Auch wenn Sie den häufigsten Wert (positiv oder negativ) erhalten möchten, ohne Module zu laden, können Sie den folgenden Code verwenden:

lVals = [1,2,3,1,2,1,1,1,3,2,2,1]
print max(map(lambda val: (lVals.count(val), val), set(lVals)))

1
Dies ist von vor einiger Zeit, aber für die Nachwelt: Dies entspricht dem leichter zu lesenden max(set(lVals), key=lVals.count), bei dem für jedes eindeutige Element eine O (n) -Zählung von lValsungefähr O (n ^ 2) durchgeführt wird (unter der Annahme, dass O (n) eindeutig ist Elemente). Die Verwendung collections.Counter(lVals).most_common(1)[0][0]aus der Standardbibliothek, wie von JoshAdel vorgeschlagen , ist nur O (n).
Dougal

3

Während die meisten der obigen Antworten nützlich sind, falls Sie: 1) nicht positive ganzzahlige Werte (z. B. Gleitkommazahlen oder negative Ganzzahlen ;-)) unterstützen müssen und 2) nicht in Python 2.7 (welche Sammlungen.Counter) enthalten sind erfordert), und 3) ziehen Sie es vor, die Abhängigkeit von scipy (oder sogar numpy) nicht zu Ihrem Code hinzuzufügen, dann ist eine reine Python 2.6-Lösung, die O (nlogn) (dh effizient) ist, genau dies:

from collections import defaultdict

a = [1,2,3,1,2,1,1,1,3,2,2,1]

d = defaultdict(int)
for i in a:
  d[i] += 1
most_frequent = sorted(d.iteritems(), key=lambda x: x[1], reverse=True)[0]

2

Ich mag die Lösung von JoshAdel.

Aber es gibt nur einen Haken.

Das np.bincount() Lösung funktioniert nur mit Zahlen.

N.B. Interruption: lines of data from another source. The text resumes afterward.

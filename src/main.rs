use dotenvy::dotenv;
use product_inventory::{
    api::{self, ApiState},
    config::{self, database},
    core::CreatePolicy,
    errors::Result,
};
use tracing::{error, info};
use tracing_subscriber::EnvFilter;

#[tokio::main]
async fn main() -> Result<()> {
    // 1. Initialize tracing (as early as possible)
    tracing_subscriber::fmt()
        .with_env_filter(
            EnvFilter::try_from_default_env().unwrap_or_else(|_| EnvFilter::new("info")),
        )
        .init();

    // 2. Load .env file; variables may also be set externally
    dotenv().ok();
    info!("Attempted to load .env file.");

    // 3. Load settings
    let settings = config::load_settings()?;

    // 4. Connect and ensure the product table exists
    let db = database::create_connection(&settings.database_url)
        .await
        .inspect_err(|e| error!("Failed to connect to database: {}", e))?;
    database::create_tables(&db)
        .await
        .inspect(|_| info!("Database initialized successfully."))
        .inspect_err(|e| error!("Failed to initialize database: {}", e))?;

    // 5. Serve until Ctrl+C
    let state = ApiState::new(
        db,
        CreatePolicy {
            allow_duplicate_snapshots: settings.allow_duplicate_snapshots,
        },
    );
    let app = api::create_router(state);
    let listener = tokio::net::TcpListener::bind(&settings.bind_address)
        .await
        .inspect_err(|e| error!("Failed to bind {}: {}", settings.bind_address, e))?;
    info!("API server listening on http://{}", settings.bind_address);

    axum::serve(listener, app)
        .with_graceful_shutdown(shutdown_signal())
        .await?;

    info!("Server shut down.");
    Ok(())
}

async fn shutdown_signal() {
    if let Err(e) = tokio::signal::ctrl_c().await {
        error!("Failed to listen for shutdown signal: {}", e);
        std::future::pending::<()>().await;
    }
    info!("Shutdown signal received.");
}
//! Shared test utilities.
//!
//! This module provides helpers for setting up in-memory test databases and
//! inserting product snapshots with controlled timestamps.

use crate::{entities::product, errors::Result};
use sea_orm::{ActiveModelTrait, DatabaseConnection, NotSet, Set};
use tracing_subscriber::EnvFilter;

/// Installs a test-writer subscriber once; later calls are no-ops.
pub fn init_test_tracing() {
    let _ = tracing_subscriber::fmt()
        .with_env_filter(
            EnvFilter::try_from_default_env().unwrap_or_else(|_| EnvFilter::new("debug")),
        )
        .with_test_writer()
        .try_init();
}

/// Creates an in-memory `SQLite` database with the product table initialized.
/// Test tracing is installed on the way.
pub async fn setup_test_db() -> Result<DatabaseConnection> {
    init_test_tracing();
    let db = sea_orm::Database::connect("sqlite::memory:").await?;
    crate::config::database::create_tables(&db).await?;
    Ok(db)
}

/// Inserts a snapshot directly, bypassing the service so `timestamp` can be chosen.
pub async fn insert_snapshot(
    db: &DatabaseConnection,
    id: i64,
    name: &str,
    inventory_level: i32,
    timestamp: i64,
) -> Result<product::Model> {
    product::ActiveModel {
        row_id: NotSet,
        id: Set(id),
        name: Set(name.to_string()),
        inventory_level: Set(inventory_level),
        timestamp: Set(timestamp),
    }
    .insert(db)
    .await
    .map_err(Into::into)
}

Wenn Sie Zeichenfolgen haben, collections.Counterfunktioniert die Lösung für Sie.


1

Erweitern Sie diese Methode , um den Modus der Daten zu ermitteln, in dem Sie möglicherweise den Index des tatsächlichen Arrays benötigen, um zu sehen, wie weit der Wert vom Zentrum der Verteilung entfernt ist.

(_, idx, counts) = np.unique(a, return_index=True, return_counts=True)
index = idx[np.argmax(counts)]
mode = a[index]

Denken Sie daran, den Modus zu verwerfen, wenn len (np.argmax (Anzahl))> 1 ist


1

In Python 3 sollte Folgendes funktionieren:

max(set(a), key=lambda x: a.count(x))

1

Beginnend enthält Python 3.4die Standardbibliothek die statistics.modeFunktion, den häufigsten Datenpunkt zurückzugeben.

from statistics import mode

mode([1, 2, 3, 1, 2, 1, 1, 1, 3, 2, 2, 1])
# 1

Wenn mehrere Modi mit derselben Frequenz vorhanden sind, wird statistics.modeder erste gefundene zurückgegeben.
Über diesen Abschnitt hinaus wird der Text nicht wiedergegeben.